Real estate markets remain in a phase of consolidation. In the Real Estate segment, earnings before tax rose to € 121 million (H1 2024: € 89 million).
Additions to loan loss provisions, at € -46 million (H1 2024: € -49 million), remained stable. At € 239 million, net interest income was broadly in line with the same period last year, while new medium and long-term business of € 3.0 billion (H1 2024: € 1.9 billion) continued its upward trend in the first six months of the year.
Pre-tax earnings in the Corporates & Markets segment rose to € 111 million (H1 2024: € 17 million). This result reflects lower costs for risk provisioning and a pronounced increase in net trading income, which nearly doubled to € 107 million (H1 2024: € 60 million) owing to buoyant customer demand and positive valuation effects. Additions to loan loss provisions fell sharply to € -45 million (H1 2024: € -107 million). There was a marginal year-on-year decline in net interest income to € 327 million (H1 2024: € 332 million).

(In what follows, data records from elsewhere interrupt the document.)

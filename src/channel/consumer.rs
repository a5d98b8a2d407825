use std::sync::Arc;

use log::{debug, error};
use tokio::{
    select,
    sync::{mpsc, oneshot},
    task::JoinHandle,
};

use super::Ledger;
use crate::{message::Delivery, queue::Queue};

/// A running subscription: the cancel signal and the worker feeding the
/// subscriber's delivery stream.
#[derive(Debug)]
pub(crate) struct Consumer {
    tag: String,
    cancel: oneshot::Sender<()>,
    worker: JoinHandle<()>,
}

impl Consumer {
    pub(crate) fn spawn(
        tag: String,
        queue: Arc<Queue>,
        ledger: Arc<Ledger>,
    ) -> (Self, mpsc::Receiver<Delivery>) {
        let (deliveries, stream) = mpsc::channel(1);
        let (cancel, canceled) = oneshot::channel();

        queue.consumer_started();
        let worker = tokio::spawn(dispatch(
            tag.clone(),
            queue,
            ledger,
            deliveries,
            canceled,
        ));

        (Consumer { tag, cancel, worker }, stream)
    }

    pub(crate) fn tag(&self) -> &str {
        &self.tag
    }

    /// Signals the worker and waits until it has stopped.
    pub(crate) async fn cancel(self) {
        let _ = self.cancel.send(());

        if let Err(e) = self.worker.await {
            error!("Consumer {} worker failed: {e}", self.tag);
        }
    }
}

async fn dispatch(
    tag: String,
    queue: Arc<Queue>,
    ledger: Arc<Ledger>,
    deliveries: mpsc::Sender<Delivery>,
    mut canceled: oneshot::Receiver<()>,
) {
    debug!("Consumer {tag} started on {}", queue.name());

    loop {
        let message = select! {
            biased;
            _ = &mut canceled => break,
            message = queue.pop() => message,
        };

        let Some(message) = message else {
            error!("Queue {} closed under consumer {tag}", queue.name());
            break;
        };

        // Recorded before the hand-off so a cancel mid-delivery leaves it
        // in the ledger for requeue.
        let delivery = ledger.record(message, &queue, &tag).await;

        select! {
            biased;
            _ = &mut canceled => break,
            sent = deliveries.send(delivery) => {
                if sent.is_err() {
                    debug!("Consumer {tag} stream dropped by subscriber");
                    break;
                }
            }
        }
    }

    queue.consumer_stopped();
    debug!("Consumer {tag} stopped on {}", queue.name());
}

The Retail & Asset Management segment reported net earnings before tax of € 189 million (H1 2024: € 223 million). The year-on-year decrease reflects the absence of a one-off positive valuation effect at Frankfurter Sparkasse and a slight rise in general and administrative expenses. Net interest income was stable at € 200 million (H1 2024: € 207 million), while net fee and commission income increased to € 162 million (H1 2024: € 154 million).
WIBank generated earnings before tax of € 22 million (H1 2024: € 26 million). WIBank performs essential development funding activities for the German state of Hesse. In addition to the promotional loan business, which generates a corresponding net interest income, as a service provider WIBank is also responsible for fulfilling additional tasks mandated by the State of Hesse and other public sector authorities.
Earnings before tax in the Other segment (including consolidation) came to € 15 million, down from € 58 million in the prior-year period. While the segment recorded gains from hedging transactions and non-trading financial assets measured at fair value, these were offset by higher costs for risk provisioning. The latter primarily reflects allowances set aside in response to heightened geopolitical risks and uncertainties relating to US trade policy.